Tax Notices, Entity Extraction and Document Classification Using Document AI
GCPS - OCR, Document AI, DLP & ML/ NLP - Term-Frequency, Hashing Trick, Jaccard Similarity, Naive Bayes Algorithm.
Human Resource Management
“Technology is a great equalizer that enables our clients to compete with the largest banks in the world. One of the significant technology advantages that Knoldus expertise Solution provides is the ability to share across our product portfolio. The significant events that occur throughout an end user’s financial journey, from opening an account to initiating a home or small business loan to saving for college or retirement,” said Vice President, hosting architecture.
Our team started by analyzing the different notice types and what relevant information could be extracted from different notices. The ﬁrst task was to leverage the Document AI service, which extracted the data from documents using Form Parser. The Doc AI form parser parses the data in the form of key-value pairs.
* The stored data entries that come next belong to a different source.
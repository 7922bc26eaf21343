//! Rating cell encoding.

use moodsheet_core::{DayStatus, Rating};

use crate::types::{Cell, RichText};

/// Encode a rating as a single equation fragment.
pub fn encode(rating: Rating) -> Cell {
    vec![RichText::equation(rating.expression())]
}

/// Decode a cell.
///
/// Returns `None` for an empty cell, [`DayStatus::Unknown`] for content that
/// is not one of the rating expressions.
pub fn decode(cell: &[RichText]) -> Option<DayStatus> {
    let first = cell.first()?;
    Some(
        first
            .expression()
            .map(DayStatus::from_expression)
            .unwrap_or(DayStatus::Unknown),
    )
}

/// The expression stored in a cell, if its first fragment is an equation.
pub fn cell_expression(cell: &[RichText]) -> Option<&str> {
    cell.first()
        .and_then(RichText::expression)
        .filter(|e| !e.is_empty())
}

/// Copy of `cells` with the cell at `column` replaced.
///
/// Every other cell is kept as-is. A row shorter than `column` is padded with
/// empty cells.
pub fn replace_cell(cells: &[Cell], column: usize, replacement: Cell) -> Vec<Cell> {
    let mut updated = cells.to_vec();
    if updated.len() <= column {
        updated.resize(column + 1, Vec::new());
    }
    updated[column] = replacement;
    updated
}
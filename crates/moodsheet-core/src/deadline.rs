//! Run an external operation with a time budget.
//!
//! A timeout only stops the wait. The underlying future is dropped, so any
//! request it already sent may still take effect on the remote side.

use std::future::Future;
use std::time::Duration;

use thiserror::Error;
use tracing::warn;

/// An operation exceeded its time budget.
#[derive(Debug, Clone, PartialEq, Eq, Error)]
#[error("{operation} timed out after {}ms", .budget.as_millis())]
pub struct DeadlineExceeded {
    /// Name of the operation, used in logs and error messages.
    pub operation: &'static str,
    pub budget: Duration,
}

/// Tagged result of [`call_with_deadline`].
#[derive(Debug)]
pub enum CallOutcome<T, E> {
    Completed(T),
    Failed(E),
    TimedOut(DeadlineExceeded),
}

impl<T, E> CallOutcome<T, E> {
    pub fn is_timeout(&self) -> bool {
        matches!(self, CallOutcome::TimedOut(_))
    }

    /// Fold into a `Result`, turning a timeout into the caller's error type.
    pub fn into_result(self) -> Result<T, E>
    where
        E: From<DeadlineExceeded>,
    {
        match self {
            CallOutcome::Completed(value) => Ok(value),
            CallOutcome::Failed(err) => Err(err),
            CallOutcome::TimedOut(timeout) => Err(timeout.into()),
        }
    }
}

/// Await `future` for at most `budget`.
pub async fn call_with_deadline<T, E, F>(
    operation: &'static str,
    budget: Duration,
    future: F,
) -> CallOutcome<T, E>
where
    F: Future<Output = Result<T, E>>,
{
    match tokio::time::timeout(budget, future).await {
        Ok(Ok(value)) => CallOutcome::Completed(value),
        Ok(Err(err)) => CallOutcome::Failed(err),
        Err(_) => {
            warn!(
                operation = operation,
                budget_ms = budget.as_millis() as u64,
                "Operation timed out"
            );
            CallOutcome::TimedOut(DeadlineExceeded { operation, budget })
        }
    }
}

#[cfg(test)]
mod tests {
    use super::*;

    #[derive(Debug, PartialEq)]
    enum TestError {
        Boom,
        Timeout(String),
    }

    impl From<DeadlineExceeded> for TestError {
        fn from(e: DeadlineExceeded) -> Self {
            TestError::Timeout(e.to_string())
        }
    }

    #[test]
    fn test_deadline_exceeded_is_an_error() {
        let err = DeadlineExceeded {
            operation: "listChildren",
            budget: Duration::from_millis(8000),
        };
        let boxed: Box<dyn std::error::Error + Send + Sync> = Box::new(err.clone());
        assert_eq!(boxed.to_string(), "listChildren timed out after 8000ms");
        assert!(boxed.source().is_none());
    }

    #[tokio::test]
    async fn test_completed() {
        let outcome: CallOutcome<u32, TestError> =
            call_with_deadline("fast", Duration::from_millis(100), async { Ok(7) }).await;
        assert!(!outcome.is_timeout());
        assert_eq!(outcome.into_result(), Ok(7));
    }

    #[tokio::test]
    async fn test_failed_passes_error_through() {
        let outcome: CallOutcome<u32, TestError> =
            call_with_deadline("fails", Duration::from_millis(100), async {
                Err(TestError::Boom)
            })
            .await;
        assert_eq!(outcome.into_result(), Err(TestError::Boom));
    }

    #[tokio::test(start_paused = true)]
    async fn test_timed_out() {
        let outcome: CallOutcome<u32, TestError> =
            call_with_deadline("writeRow", Duration::from_millis(5000), async {
                tokio::time::sleep(Duration::from_secs(60)).await;
                Ok(1)
            })
            .await;
        assert!(outcome.is_timeout());
        assert_eq!(
            outcome.into_result(),
            Err(TestError::Timeout("writeRow timed out after 5000ms".into()))
        );
    }
}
This extracted data from all the documents were stored in the BigQuery table for use at later stages. Here is a sample of how the Document AI Form Parser extracts data from documents.
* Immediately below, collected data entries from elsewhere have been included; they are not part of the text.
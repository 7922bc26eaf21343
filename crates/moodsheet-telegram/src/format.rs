//! Message text for the bot. All output is Telegram HTML.

use chrono::{Datelike, NaiveDate};
use moodsheet_core::{DayStatus, Rating};
use moodsheet_notion::{DayEntry, MonthStatuses};

/// Escape text for Telegram's HTML parse mode.
pub fn html_escape(s: &str) -> String {
    s.replace('&', "&amp;")
        .replace('<', "&lt;")
        .replace('>', "&gt;")
}

/// Colored square for a day's status.
pub fn status_square(status: Option<DayStatus>) -> &'static str {
    match status {
        Some(DayStatus::Rated(Rating::Good)) => "🟩",
        Some(DayStatus::Rated(Rating::Ok)) => "🟧",
        Some(DayStatus::Rated(Rating::Bad)) => "🟥",
        Some(DayStatus::Unknown) => "❓",
        None => "⬜️",
    }
}

pub fn rating_prompt() -> &'static str {
    "What's your rating for today?"
}

pub fn daily_reminder() -> &'static str {
    "🌙 <b>Don't forget to track today's status!</b>"
}

pub fn success_message(user_name: &str, rating: Rating) -> String {
    format!(
        "{} <b>{}</b> rated today as <b>{}</b>\n\n✓ Successfully updated in Notion!",
        rating.emoji(),
        html_escape(user_name),
        rating.as_str().to_uppercase()
    )
}

pub fn overwrite_prompt(rating: Rating) -> String {
    format!(
        "⚠️ Today is already filled in!\n\nDo you want to overwrite it with {} <b>{}</b>?",
        rating.emoji(),
        rating.as_str().to_uppercase()
    )
}

pub fn error_message(error: &str) -> String {
    format!("❌ Error: {}", html_escape(error))
}

/// One-line strip of the given days, oldest first.
pub fn format_last_days(entries: &[DayEntry]) -> String {
    let strip: String = entries.iter().map(|e| status_square(e.status)).collect();
    format!("🗓️ <b>Last {} days</b>\n\n{}", entries.len(), strip)
}

/// Monday-first calendar grid for a month.
///
/// When the month is the current one, days after `today` are drawn as ⬛
/// rather than as unfilled.
pub fn format_month_grid(month: &MonthStatuses, today: NaiveDate) -> String {
    let is_current = today.year() == month.year && today.month() == month.month;
    let today_day = if is_current { today.day() } else { 0 };

    let offset = NaiveDate::from_ymd_opt(month.year, month.month, 1)
        .map(|first| first.weekday().num_days_from_monday() as usize)
        .unwrap_or(0);

    let mut cells: Vec<&str> = vec!["▫️"; offset];
    for day in 1..=month.days_in_month {
        if is_current && day > today_day {
            cells.push("⬛");
            continue;
        }
        let status = month
            .statuses
            .iter()
            .find(|d| d.day == day)
            .and_then(|d| d.status);
        cells.push(status_square(status));
    }

    let rows: Vec<String> = cells.chunks(7).map(|week| week.join(" ")).collect();

    format!(
        "🗓️ <b>{}</b>\n M   T   W   Th   F   Sa  Su\n{}",
        html_escape(&month.label),
        rows.join("\n")
    )
}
But using this service/processor our team was able to extract data that only had key-value pairs. Some data like dates, company name, identiﬁcation number, etc. did not have any key associated with it while few entities were present in the paragraph content which was necessary to be extracted. Google Cloud Data Loss Prevention (DLP) proved a very good solution. Data Loss Prevention (DLP) uses built-in infotype detectors to extract information from documents. It has nearly 150 different info types. Infotypes are a type of sensitive PII data such as email address, identiﬁcation number, credit card number DOB, etc. Our team used the built-in infotype and also created a custom-infotype for extracting entities. With both the services, i.e. Google Document AI and Data Loss Prevention(DLP) our team was able to extract all the data that was needed. The data and/or entity extraction accuracy was 85%-95%.
In the next step, we used this extracted data to manually map it with the expected data ﬁelds that were needed from each notice type. This was done manually to analyze the associated labels representing a particular entity in the notice document. Consider an example for expected ﬁeld “NAME” there can be different labels in different documents like [Name, Tax-Payer Name, etc.] This manually mapped data was used to create an automated pipeline that maps the exact entity’s label and its value to the expected ﬁeld.
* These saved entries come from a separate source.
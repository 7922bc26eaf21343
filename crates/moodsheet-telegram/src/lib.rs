//! Telegram bot for the moodsheet tracker.
//!
//! Members of a chat rate each day as good, ok or bad; the bot writes the
//! rating into the Notion tracker page and can show recent days as emoji.
//!
//! # Features
//!
//! - Rate today with inline buttons, confirming before overwriting
//! - Last 7 days and month grids from the tracker
//! - A daily reminder in the group chat when today is still empty
//!
//! # Environment Variables
//!
//! Required:
//! - `TELEGRAM_BOT_TOKEN`: Bot token from @BotFather
//! - `NOTION_TOKEN`: Notion integration token
//!
//! Optional:
//! - `TELEGRAM_GROUP_CHAT_ID`: Chat for the daily reminder
//! - `NOTION_TRACKER_PAGE_ID`: Tracker page id
//! - `MOODSHEET_PROMPT_TIME`: Reminder time, `HH:MM` (default: 21:00)
//! - `MOODSHEET_CONFIRM_TTL_SECS`: Overwrite confirmation lifetime (default: 900)
//!
//! # Example
//!
//! ```no_run
//! use moodsheet_core::TrackerConfig;
//! use moodsheet_telegram::TelegramBot;
//!
//! #[tokio::main]
//! async fn main() -> Result<(), Box<dyn std::error::Error>> {
//!     let config = TrackerConfig::from_env()?;
//!     let bot = TelegramBot::new(config);
//!
//!     bot.connect().await?;
//!     bot.start_polling().await?;
//!
//!     Ok(())
//! }
//! ```
//!
//! # Commands
//!
//! - `/start` - Welcome message and keyboard
//! - `/help` - Show available commands
//! - `/rate` - Rate today

pub mod bot;
pub mod conversation;
pub mod error;
pub mod format;
pub mod handlers;
pub mod scheduler;
pub mod state;

pub use bot::TelegramBot;
pub use conversation::{
    CallbackAction, ConversationController, ConversationState, InboundEvent, OutboundAction,
    PendingConfirmations, Rater, Reaction,
};
pub use error::{Result, TelegramError};
pub use scheduler::{DailyScheduler, PromptDecision};
pub use state::{create_shared_state, BotState, Watchdog};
After this the Document Classiﬁcation of Tax Notices was implemented, in which we ﬁrstly used Jaccard Similarity MinHash Approach for classiﬁcation. MinHash is an LSH family for Jaccard distance where input features are sets of natural numbers. Jaccard distance of two sets is deﬁned by the cardinality of their intersection and union. MinHash applies a random hash function to each element in the set and takes the minimum of all hashed values. But we observed that the accuracy obtained was quite low from this approach, and the results were not satisfying.
The next approach used for classiﬁcation was implementing Multi-Class Classiﬁcation using Naive Bayes Classiﬁer and Hashing Trick to handle OOV terms. The usage of a Hashing Trick helps address the problem of memory consumption of a large vocabulary, and it also mitigates the problem of ﬁlter circumvention. With this approach, the accuracy increased to 75-85%, and the model could more accurately classify the tax notices.